ACTIVITY:
Among the entries, find the lines with the string "ChatResponse" and report them.

EXERCISE INPUT:
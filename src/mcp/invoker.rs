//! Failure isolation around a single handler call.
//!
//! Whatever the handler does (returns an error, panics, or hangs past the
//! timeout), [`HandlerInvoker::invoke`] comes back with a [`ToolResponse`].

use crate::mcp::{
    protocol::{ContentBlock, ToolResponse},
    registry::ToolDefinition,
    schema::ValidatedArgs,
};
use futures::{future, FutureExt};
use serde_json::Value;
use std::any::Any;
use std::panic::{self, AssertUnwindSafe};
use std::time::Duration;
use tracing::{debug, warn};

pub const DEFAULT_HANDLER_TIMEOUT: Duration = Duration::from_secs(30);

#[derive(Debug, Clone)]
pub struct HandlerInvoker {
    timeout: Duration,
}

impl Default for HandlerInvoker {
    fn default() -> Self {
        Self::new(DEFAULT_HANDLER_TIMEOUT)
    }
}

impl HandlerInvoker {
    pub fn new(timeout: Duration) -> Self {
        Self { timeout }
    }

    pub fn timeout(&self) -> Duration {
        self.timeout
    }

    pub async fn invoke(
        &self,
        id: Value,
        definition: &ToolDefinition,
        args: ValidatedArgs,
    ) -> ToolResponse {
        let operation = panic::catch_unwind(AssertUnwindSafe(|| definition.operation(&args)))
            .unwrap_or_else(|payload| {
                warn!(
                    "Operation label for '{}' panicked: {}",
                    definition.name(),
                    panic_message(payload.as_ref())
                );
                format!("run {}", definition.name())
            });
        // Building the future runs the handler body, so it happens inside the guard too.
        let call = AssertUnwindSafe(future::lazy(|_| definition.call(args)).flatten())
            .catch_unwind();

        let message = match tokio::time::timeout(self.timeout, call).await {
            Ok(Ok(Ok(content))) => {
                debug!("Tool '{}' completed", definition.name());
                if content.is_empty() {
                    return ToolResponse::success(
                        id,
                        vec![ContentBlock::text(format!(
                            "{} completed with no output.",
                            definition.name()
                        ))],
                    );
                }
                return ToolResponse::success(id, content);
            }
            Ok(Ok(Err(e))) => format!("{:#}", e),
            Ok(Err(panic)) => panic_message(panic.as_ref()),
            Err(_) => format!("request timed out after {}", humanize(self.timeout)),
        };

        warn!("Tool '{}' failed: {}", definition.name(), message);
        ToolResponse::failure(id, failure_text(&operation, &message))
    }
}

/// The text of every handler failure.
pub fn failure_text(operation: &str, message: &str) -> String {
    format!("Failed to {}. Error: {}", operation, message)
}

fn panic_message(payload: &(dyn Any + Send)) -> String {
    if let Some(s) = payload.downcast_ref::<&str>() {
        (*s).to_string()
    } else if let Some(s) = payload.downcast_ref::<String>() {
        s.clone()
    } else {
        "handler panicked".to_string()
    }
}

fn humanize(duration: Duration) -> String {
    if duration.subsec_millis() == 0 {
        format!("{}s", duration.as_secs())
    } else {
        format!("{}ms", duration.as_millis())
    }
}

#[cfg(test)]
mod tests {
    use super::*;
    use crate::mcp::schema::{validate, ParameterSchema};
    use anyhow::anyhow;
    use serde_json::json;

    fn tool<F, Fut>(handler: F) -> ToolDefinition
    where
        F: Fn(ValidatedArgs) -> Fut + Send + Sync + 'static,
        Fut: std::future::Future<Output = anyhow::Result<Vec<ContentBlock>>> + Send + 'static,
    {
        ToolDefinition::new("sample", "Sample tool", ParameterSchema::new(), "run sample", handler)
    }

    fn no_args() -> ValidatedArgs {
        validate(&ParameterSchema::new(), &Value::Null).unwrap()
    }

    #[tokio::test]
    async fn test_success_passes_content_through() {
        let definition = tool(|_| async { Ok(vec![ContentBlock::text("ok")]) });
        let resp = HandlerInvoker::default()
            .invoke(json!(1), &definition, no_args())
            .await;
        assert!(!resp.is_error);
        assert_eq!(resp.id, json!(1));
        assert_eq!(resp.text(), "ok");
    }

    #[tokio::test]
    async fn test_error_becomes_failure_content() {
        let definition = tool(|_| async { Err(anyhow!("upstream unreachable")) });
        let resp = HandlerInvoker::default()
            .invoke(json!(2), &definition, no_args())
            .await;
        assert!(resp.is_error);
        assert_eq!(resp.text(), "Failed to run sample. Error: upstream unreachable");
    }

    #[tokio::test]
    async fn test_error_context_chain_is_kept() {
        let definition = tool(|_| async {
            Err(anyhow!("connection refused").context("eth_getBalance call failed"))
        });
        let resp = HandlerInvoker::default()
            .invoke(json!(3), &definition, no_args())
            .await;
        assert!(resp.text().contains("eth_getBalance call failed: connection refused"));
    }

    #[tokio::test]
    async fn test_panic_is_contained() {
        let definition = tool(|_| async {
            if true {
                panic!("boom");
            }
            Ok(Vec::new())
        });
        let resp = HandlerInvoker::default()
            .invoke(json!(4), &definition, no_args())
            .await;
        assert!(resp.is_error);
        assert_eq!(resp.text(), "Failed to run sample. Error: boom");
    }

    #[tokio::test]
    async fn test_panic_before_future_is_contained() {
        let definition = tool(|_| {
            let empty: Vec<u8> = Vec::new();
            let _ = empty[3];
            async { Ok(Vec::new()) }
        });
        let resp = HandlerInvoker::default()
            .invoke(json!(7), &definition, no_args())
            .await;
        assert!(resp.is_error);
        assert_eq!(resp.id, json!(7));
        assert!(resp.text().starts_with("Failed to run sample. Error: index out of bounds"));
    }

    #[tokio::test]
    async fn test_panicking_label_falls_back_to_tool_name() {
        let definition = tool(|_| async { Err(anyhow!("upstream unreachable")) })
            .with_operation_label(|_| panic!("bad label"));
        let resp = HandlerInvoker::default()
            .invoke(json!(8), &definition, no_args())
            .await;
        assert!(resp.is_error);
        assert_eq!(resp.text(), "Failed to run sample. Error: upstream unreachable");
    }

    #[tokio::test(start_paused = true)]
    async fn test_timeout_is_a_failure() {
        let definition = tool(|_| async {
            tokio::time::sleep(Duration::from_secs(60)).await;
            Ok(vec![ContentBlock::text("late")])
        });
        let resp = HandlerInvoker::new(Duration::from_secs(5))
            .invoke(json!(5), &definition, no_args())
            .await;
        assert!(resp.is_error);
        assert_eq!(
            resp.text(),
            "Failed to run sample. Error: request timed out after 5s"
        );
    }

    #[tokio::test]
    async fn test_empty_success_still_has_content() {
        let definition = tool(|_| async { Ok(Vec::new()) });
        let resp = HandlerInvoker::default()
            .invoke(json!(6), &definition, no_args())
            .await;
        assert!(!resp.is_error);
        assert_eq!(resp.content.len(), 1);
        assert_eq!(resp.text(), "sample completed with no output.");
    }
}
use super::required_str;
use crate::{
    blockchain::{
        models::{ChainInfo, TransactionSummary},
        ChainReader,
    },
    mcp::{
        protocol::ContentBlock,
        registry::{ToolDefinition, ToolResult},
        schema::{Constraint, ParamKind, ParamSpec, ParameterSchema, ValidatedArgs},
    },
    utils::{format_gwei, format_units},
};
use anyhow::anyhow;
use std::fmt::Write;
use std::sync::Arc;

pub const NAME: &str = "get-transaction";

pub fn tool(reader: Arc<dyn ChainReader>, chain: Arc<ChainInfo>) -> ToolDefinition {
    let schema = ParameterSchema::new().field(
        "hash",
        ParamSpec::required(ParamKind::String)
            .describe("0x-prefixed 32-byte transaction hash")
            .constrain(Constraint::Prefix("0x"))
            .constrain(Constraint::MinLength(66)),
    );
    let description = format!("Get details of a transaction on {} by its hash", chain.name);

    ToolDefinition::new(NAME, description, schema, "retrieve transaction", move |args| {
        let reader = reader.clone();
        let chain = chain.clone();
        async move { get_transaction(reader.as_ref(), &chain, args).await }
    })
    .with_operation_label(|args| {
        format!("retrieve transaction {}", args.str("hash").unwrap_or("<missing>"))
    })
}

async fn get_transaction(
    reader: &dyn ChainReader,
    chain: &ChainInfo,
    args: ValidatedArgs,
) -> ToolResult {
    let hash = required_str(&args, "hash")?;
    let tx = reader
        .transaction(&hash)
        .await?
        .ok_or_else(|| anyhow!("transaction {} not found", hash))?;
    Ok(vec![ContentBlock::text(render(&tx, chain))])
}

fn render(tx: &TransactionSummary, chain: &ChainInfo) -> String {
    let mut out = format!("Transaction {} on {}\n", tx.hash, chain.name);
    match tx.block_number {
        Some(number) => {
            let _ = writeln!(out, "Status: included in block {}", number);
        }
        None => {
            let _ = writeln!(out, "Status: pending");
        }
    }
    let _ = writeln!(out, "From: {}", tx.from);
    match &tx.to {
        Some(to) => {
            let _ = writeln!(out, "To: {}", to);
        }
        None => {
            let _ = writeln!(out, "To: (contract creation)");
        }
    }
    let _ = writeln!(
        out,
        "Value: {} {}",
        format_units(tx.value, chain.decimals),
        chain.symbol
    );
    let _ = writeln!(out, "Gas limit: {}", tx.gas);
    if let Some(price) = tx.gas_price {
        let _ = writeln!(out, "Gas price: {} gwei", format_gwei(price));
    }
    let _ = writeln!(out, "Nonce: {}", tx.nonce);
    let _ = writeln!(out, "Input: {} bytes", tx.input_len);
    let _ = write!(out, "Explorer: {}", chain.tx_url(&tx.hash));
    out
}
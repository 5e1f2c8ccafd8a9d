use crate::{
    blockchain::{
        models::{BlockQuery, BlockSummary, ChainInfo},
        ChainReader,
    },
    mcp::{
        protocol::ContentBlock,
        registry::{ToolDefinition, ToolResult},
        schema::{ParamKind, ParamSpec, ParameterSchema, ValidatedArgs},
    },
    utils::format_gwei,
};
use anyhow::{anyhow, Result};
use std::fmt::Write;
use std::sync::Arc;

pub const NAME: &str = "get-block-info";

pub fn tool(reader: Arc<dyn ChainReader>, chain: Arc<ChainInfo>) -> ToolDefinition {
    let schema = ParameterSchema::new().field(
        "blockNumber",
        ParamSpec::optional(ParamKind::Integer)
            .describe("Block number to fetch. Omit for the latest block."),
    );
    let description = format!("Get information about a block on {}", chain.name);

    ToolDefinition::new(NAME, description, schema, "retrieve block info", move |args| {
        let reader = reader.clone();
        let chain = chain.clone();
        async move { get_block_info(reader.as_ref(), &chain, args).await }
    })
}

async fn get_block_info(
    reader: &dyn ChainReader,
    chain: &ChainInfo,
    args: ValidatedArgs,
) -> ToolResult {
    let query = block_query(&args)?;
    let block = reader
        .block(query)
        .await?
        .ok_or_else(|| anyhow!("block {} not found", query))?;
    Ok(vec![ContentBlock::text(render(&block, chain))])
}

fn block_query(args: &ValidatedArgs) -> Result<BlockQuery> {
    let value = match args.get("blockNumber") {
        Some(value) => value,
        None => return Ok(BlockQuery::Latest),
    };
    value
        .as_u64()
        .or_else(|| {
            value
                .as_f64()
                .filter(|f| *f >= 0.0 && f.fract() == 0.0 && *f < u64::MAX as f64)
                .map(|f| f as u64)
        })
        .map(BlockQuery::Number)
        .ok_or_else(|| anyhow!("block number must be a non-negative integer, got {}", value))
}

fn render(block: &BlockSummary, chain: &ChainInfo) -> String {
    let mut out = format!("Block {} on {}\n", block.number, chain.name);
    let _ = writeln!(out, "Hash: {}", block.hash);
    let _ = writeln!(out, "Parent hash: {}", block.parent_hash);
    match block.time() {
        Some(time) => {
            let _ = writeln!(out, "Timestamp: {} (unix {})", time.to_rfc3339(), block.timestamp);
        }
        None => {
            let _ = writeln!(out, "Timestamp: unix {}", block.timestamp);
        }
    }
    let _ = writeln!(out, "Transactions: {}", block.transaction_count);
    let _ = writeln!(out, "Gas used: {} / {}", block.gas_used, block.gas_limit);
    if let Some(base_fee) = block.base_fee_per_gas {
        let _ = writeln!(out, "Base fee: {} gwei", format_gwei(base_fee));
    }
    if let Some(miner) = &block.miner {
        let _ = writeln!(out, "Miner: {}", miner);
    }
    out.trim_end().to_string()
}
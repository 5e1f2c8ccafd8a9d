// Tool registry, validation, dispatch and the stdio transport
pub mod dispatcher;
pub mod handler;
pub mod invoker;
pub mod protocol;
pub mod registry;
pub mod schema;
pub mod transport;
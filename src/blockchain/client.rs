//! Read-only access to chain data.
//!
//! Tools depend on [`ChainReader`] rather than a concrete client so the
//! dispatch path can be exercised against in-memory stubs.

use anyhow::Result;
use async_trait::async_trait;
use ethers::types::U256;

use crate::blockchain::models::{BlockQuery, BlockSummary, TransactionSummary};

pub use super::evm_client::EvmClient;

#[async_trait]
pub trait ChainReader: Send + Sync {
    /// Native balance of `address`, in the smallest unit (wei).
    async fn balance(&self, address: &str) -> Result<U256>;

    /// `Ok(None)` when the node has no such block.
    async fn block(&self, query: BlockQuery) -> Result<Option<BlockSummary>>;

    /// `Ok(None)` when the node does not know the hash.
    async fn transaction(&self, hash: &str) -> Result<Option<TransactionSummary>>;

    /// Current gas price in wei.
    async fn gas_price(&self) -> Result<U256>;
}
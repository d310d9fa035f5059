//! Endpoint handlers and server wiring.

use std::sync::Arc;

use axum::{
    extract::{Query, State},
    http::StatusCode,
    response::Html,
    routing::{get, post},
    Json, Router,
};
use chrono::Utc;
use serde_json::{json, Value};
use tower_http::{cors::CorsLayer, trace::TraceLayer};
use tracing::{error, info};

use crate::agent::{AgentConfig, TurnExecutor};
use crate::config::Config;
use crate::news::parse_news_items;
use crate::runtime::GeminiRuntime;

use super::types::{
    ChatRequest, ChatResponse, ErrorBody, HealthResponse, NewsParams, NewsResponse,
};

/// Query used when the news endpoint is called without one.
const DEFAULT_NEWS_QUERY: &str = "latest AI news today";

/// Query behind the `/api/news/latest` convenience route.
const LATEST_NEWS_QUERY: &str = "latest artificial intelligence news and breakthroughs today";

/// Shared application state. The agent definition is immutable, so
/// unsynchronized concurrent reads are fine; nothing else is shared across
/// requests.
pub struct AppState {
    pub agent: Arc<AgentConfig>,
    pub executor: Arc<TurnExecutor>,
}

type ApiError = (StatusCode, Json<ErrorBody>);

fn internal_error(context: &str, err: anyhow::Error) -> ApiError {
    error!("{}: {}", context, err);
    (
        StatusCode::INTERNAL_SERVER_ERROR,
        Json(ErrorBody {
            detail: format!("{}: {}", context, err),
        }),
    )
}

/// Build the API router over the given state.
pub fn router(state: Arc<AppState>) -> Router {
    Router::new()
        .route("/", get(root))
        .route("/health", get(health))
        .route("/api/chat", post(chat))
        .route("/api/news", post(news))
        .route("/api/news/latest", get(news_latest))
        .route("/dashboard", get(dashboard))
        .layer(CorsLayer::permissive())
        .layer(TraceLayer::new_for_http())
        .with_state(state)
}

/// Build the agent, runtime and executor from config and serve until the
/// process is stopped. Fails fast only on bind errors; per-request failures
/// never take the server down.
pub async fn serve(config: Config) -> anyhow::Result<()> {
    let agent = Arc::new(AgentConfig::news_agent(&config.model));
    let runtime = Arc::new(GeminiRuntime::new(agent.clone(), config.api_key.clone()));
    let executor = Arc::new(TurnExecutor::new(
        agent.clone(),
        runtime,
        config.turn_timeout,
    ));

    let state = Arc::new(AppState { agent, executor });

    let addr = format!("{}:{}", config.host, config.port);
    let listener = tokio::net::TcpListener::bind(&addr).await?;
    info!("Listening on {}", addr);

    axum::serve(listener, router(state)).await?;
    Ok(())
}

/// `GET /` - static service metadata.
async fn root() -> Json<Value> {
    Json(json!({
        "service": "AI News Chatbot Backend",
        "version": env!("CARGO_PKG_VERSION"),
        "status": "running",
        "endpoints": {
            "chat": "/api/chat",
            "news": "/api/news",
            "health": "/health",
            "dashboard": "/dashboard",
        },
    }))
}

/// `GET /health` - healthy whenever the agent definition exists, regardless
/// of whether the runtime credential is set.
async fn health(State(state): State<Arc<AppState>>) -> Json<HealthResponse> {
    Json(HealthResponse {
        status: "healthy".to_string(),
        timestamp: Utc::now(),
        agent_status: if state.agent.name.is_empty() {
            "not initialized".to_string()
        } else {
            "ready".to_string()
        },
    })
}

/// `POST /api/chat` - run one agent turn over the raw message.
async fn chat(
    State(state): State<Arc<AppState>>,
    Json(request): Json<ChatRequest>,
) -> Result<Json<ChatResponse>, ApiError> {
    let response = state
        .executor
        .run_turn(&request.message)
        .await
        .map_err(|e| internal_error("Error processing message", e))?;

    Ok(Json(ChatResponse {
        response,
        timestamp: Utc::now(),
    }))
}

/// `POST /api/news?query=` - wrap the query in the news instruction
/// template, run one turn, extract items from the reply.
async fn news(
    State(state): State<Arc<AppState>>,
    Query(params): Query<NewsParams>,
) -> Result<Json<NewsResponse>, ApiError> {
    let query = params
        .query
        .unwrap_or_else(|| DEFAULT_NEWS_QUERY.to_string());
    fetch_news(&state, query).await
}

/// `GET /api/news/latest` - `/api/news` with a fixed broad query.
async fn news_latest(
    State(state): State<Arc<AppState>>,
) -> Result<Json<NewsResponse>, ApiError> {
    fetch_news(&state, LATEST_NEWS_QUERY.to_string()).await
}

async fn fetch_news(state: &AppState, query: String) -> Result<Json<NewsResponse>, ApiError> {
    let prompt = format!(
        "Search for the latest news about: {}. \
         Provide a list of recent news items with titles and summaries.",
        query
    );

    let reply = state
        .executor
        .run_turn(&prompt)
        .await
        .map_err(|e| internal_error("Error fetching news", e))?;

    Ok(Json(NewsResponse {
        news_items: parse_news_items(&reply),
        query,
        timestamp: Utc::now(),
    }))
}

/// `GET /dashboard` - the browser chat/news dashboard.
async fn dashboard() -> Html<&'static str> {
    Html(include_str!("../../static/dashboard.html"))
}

RESULT OF THIS EXERCISE:
    ChatRequest, ChatResponse, ErrorBody, HealthResponse, NewsParams, NewsResponse,
) -> Result<Json<ChatResponse>, ApiError> {
    Ok(Json(ChatResponse {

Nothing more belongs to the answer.